I am trying to find an economical way to hang my paintings in my studio that offers ease of changing the paintings around. I really like the idea of those unobtrusive horizontal metal tracks that suspend small metal chains or clear plastic strips from the tracks and include hooks for the paintings. There is some expense involved but what blows me away is the cost of the hooks in relation to the cost of the vertical supports and the horizontal tracks. The online research I’ve done has yielded only a few suppliers. I want 30-40 of the hooks and they are what make the cost prohibitive. I wonder if anyone of your readers might point me to a more economical source for the hanging system components or maybe another type of system. I want to have the ability to move the paintings around easily without marring the walls and hang several in a vertical configuration. Can anyone enlighten me?





Evening Of Romance

acrylic-mixed media on canvas
by Airynaa Tannberg, Corrimal, UK


You may be interested to know that artists from every state in the USA, every province in Canada, and at least 105 countries worldwide have visited these pages since January 1, 2006.

That includes Kathryn Wiley of Bethesda, MD, USA who wrote, “Thank you so much for some welcome relief from the tiresome ‘Code’ nonsense that seems to be everywhere now.”

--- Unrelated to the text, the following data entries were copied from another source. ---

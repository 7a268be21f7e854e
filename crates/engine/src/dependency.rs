//! Dependency views.
//!
//! A [`Dependency`] is a view over one stored edge. Endpoint ids, actor and
//! action names are denormalized onto the edge at creation time, so most
//! accessors are a single exact-key property read with no node lookup.

use std::collections::HashMap;
use std::sync::Arc;

use tracing::{debug, error, warn};

use tracegraph_core::types::{keys, DependencyKind, Direction};
use tracegraph_core::value::AttrValue;
use tracegraph_core::{codec, EdgeId, StepId};

use crate::step::Step;
use crate::trace::TraceInner;

/// Cached per-edge state. Holds no reference back into the trace.
pub(crate) struct DepState {
    edge: EdgeId,
}

impl DepState {
    pub(crate) fn new(edge: EdgeId) -> Self {
        Self { edge }
    }
}

/// One dependency between two steps.
#[derive(Clone)]
pub struct Dependency {
    trace: Arc<TraceInner>,
    state: Arc<DepState>,
}

impl Dependency {
    pub(crate) fn new(trace: Arc<TraceInner>, state: Arc<DepState>) -> Self {
        Self { trace, state }
    }

    /// Storage-level edge reference.
    pub fn id(&self) -> EdgeId {
        self.state.edge
    }

    /// Kind of this dependency.
    pub fn kind(&self) -> DependencyKind {
        match self.trace.read(|s| s.edge_type(self.state.edge)) {
            Ok(edge_type) => edge_type.kind().unwrap_or_else(|| {
                error!(edge = %self.state.edge, "structural edge exposed as dependency");
                DependencyKind::Unknown
            }),
            Err(e) => {
                error!(edge = %self.state.edge, error = %e, "edge type read failed");
                DependencyKind::Unknown
            }
        }
    }

    /// Id of the step this dependency leaves.
    pub fn source_id(&self) -> Option<StepId> {
        self.endpoint_id(keys::DEP_SOURCE_ID)
    }

    /// Id of the step this dependency arrives at.
    pub fn target_id(&self) -> Option<StepId> {
        self.endpoint_id(keys::DEP_TARGET_ID)
    }

    fn endpoint_id(&self, key: &str) -> Option<StepId> {
        match self.trace.edge_int(self.state.edge, key) {
            Some(id) if id >= 0 => Some(id as StepId),
            Some(id) => {
                error!(edge = %self.state.edge, key, id, "negative endpoint id");
                None
            }
            None => None,
        }
    }

    /// The source step view.
    pub fn source(&self) -> Option<Step> {
        self.trace.step_view(self.source_id()?)
    }

    /// The target step view.
    pub fn target(&self) -> Option<Step> {
        self.trace.step_view(self.target_id()?)
    }

    /// Actor name of the source step.
    pub fn source_actor(&self) -> String {
        self.text(keys::DEP_SOURCE_ACTOR)
    }

    /// Action name of the source step.
    pub fn source_action(&self) -> String {
        self.text(keys::DEP_SOURCE_ACTION)
    }

    /// Actor name of the target step.
    pub fn target_actor(&self) -> String {
        self.text(keys::DEP_TARGET_ACTOR)
    }

    /// Action name of the target step.
    pub fn target_action(&self) -> String {
        self.text(keys::DEP_TARGET_ACTION)
    }

    fn text(&self, key: &str) -> String {
        self.trace
            .edge_text(self.state.edge, key)
            .unwrap_or_default()
    }

    /// Guard expression, for guard dependencies.
    pub fn guard(&self) -> Option<String> {
        self.trace.edge_text(self.state.edge, keys::DEP_GUARD)
    }

    /// Port name, for port dependencies.
    pub fn port(&self) -> Option<String> {
        self.trace.edge_text(self.state.edge, keys::DEP_PORT)
    }

    /// Variable name, for variable dependencies.
    pub fn variable(&self) -> Option<String> {
        self.trace.edge_text(self.state.edge, keys::DEP_VARIABLE)
    }

    /// Source port name, for tokens dependencies.
    pub fn source_port(&self) -> Option<String> {
        self.trace.edge_text(self.state.edge, keys::DEP_SOURCE_PORT)
    }

    /// Target port name, for tokens dependencies.
    pub fn target_port(&self) -> Option<String> {
        self.trace.edge_text(self.state.edge, keys::DEP_TARGET_PORT)
    }

    /// Number of tokens carried, for tokens dependencies.
    pub fn count(&self) -> Option<i64> {
        self.trace.edge_int(self.state.edge, keys::DEP_TOKENS)
    }

    /// Access direction, for guard, port and variable dependencies.
    pub fn direction(&self) -> Option<Direction> {
        let literal = self.trace.edge_text(self.state.edge, keys::DEP_DIRECTION)?;
        let parsed = Direction::parse(&literal);
        if parsed.is_none() {
            error!(edge = %self.state.edge, literal, "unparseable direction literal");
        }
        parsed
    }

    /// Get an attribute by exact key.
    pub fn attribute(&self, name: &str) -> Option<AttrValue> {
        let prop = match self.trace.read(|s| s.edge_prop(self.state.edge, name)) {
            Ok(p) => p?,
            Err(e) => {
                error!(edge = %self.state.edge, name, error = %e, "property read failed");
                return None;
            }
        };
        match codec::decode(&prop) {
            Ok(value) => Some(value),
            Err(e) => {
                warn!(edge = %self.state.edge, name, error = %e, "property cannot be deserialized");
                None
            }
        }
    }

    /// Check whether an attribute is present.
    pub fn has_attribute(&self, name: &str) -> bool {
        matches!(
            self.trace.read(|s| s.edge_prop(self.state.edge, name)),
            Ok(Some(_))
        )
    }

    /// Names of all user attributes on this dependency.
    pub fn attribute_names(&self) -> Vec<String> {
        match self.trace.read(|s| s.edge_prop_keys(self.state.edge)) {
            Ok(names) => names,
            Err(e) => {
                error!(edge = %self.state.edge, error = %e, "attribute enumeration failed");
                Vec::new()
            }
        }
    }

    /// All user attributes, decoded. Unreadable entries are logged and
    /// skipped.
    pub fn attributes(&self) -> HashMap<String, AttrValue> {
        let props = match self.trace.read(|s| {
            let names = s.edge_prop_keys(self.state.edge)?;
            let mut out = Vec::with_capacity(names.len());
            for name in names {
                if let Some(value) = s.edge_prop(self.state.edge, &name)? {
                    out.push((name, value));
                }
            }
            Ok::<_, tracegraph_core::Error>(out)
        }) {
            Ok(props) => props,
            Err(e) => {
                error!(edge = %self.state.edge, error = %e, "attribute enumeration failed");
                return HashMap::new();
            }
        };
        codec::decode_attributes(props)
    }

    /// Set a user attribute. Returns `false` (logged) for reserved names or
    /// values that cannot be serialized.
    pub fn set_attribute(&self, name: &str, value: AttrValue) -> bool {
        if keys::is_reserved(name) {
            debug!(edge = %self.state.edge, name, "reserved attribute name rejected");
            return false;
        }
        let prop = match codec::encode(&value) {
            Ok(p) => p,
            Err(e) => {
                warn!(edge = %self.state.edge, name, error = %e, "attribute cannot be serialized");
                return false;
            }
        };
        match self
            .trace
            .mutate(|s| s.set_edge_prop(self.state.edge, name, prop))
        {
            Ok(()) => true,
            Err(e) => {
                error!(edge = %self.state.edge, name, error = %e, "attribute write failed");
                false
            }
        }
    }

    /// Remove a user attribute. Returns `true` only if it existed.
    pub fn remove_attribute(&self, name: &str) -> bool {
        if keys::is_reserved(name) {
            debug!(edge = %self.state.edge, name, "reserved attribute name rejected");
            return false;
        }
        match self
            .trace
            .mutate(|s| s.remove_edge_prop(self.state.edge, name))
        {
            Ok(previous) => previous.is_some(),
            Err(e) => {
                error!(edge = %self.state.edge, name, error = %e, "attribute removal failed");
                false
            }
        }
    }

    /// Remove every user attribute from this dependency.
    pub fn remove_attributes(&self) {
        for name in self.attribute_names() {
            self.remove_attribute(&name);
        }
    }
}

impl PartialEq for Dependency {
    fn eq(&self, other: &Self) -> bool {
        self.state.edge == other.state.edge
    }
}

impl Eq for Dependency {}

impl std::fmt::Debug for Dependency {
    fn fmt(&self, f: &mut std::fmt::Formatter<'_>) -> std::fmt::Result {
        f.debug_struct("Dependency")
            .field("edge", &self.state.edge)
            .field("kind", &self.kind())
            .finish()
    }
}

And also Gordon Gibson of Vancouver, BC, USA who wrote, “Seven facts per second? I’ve only been up for an hour. Hmmmm… 25,300 facts. I’m exhausted. And I only remember a couple of them at the moment!”

And also John Fitzsimmons of Fayetteville, NY, USA who wrote, “I told my wife when we met that I was a Renaissance man but after we got married she found out I was Baroque!”

And also Katie Roast who wrote, “Hello, are you writing this stuff? It’s pritty interesting.”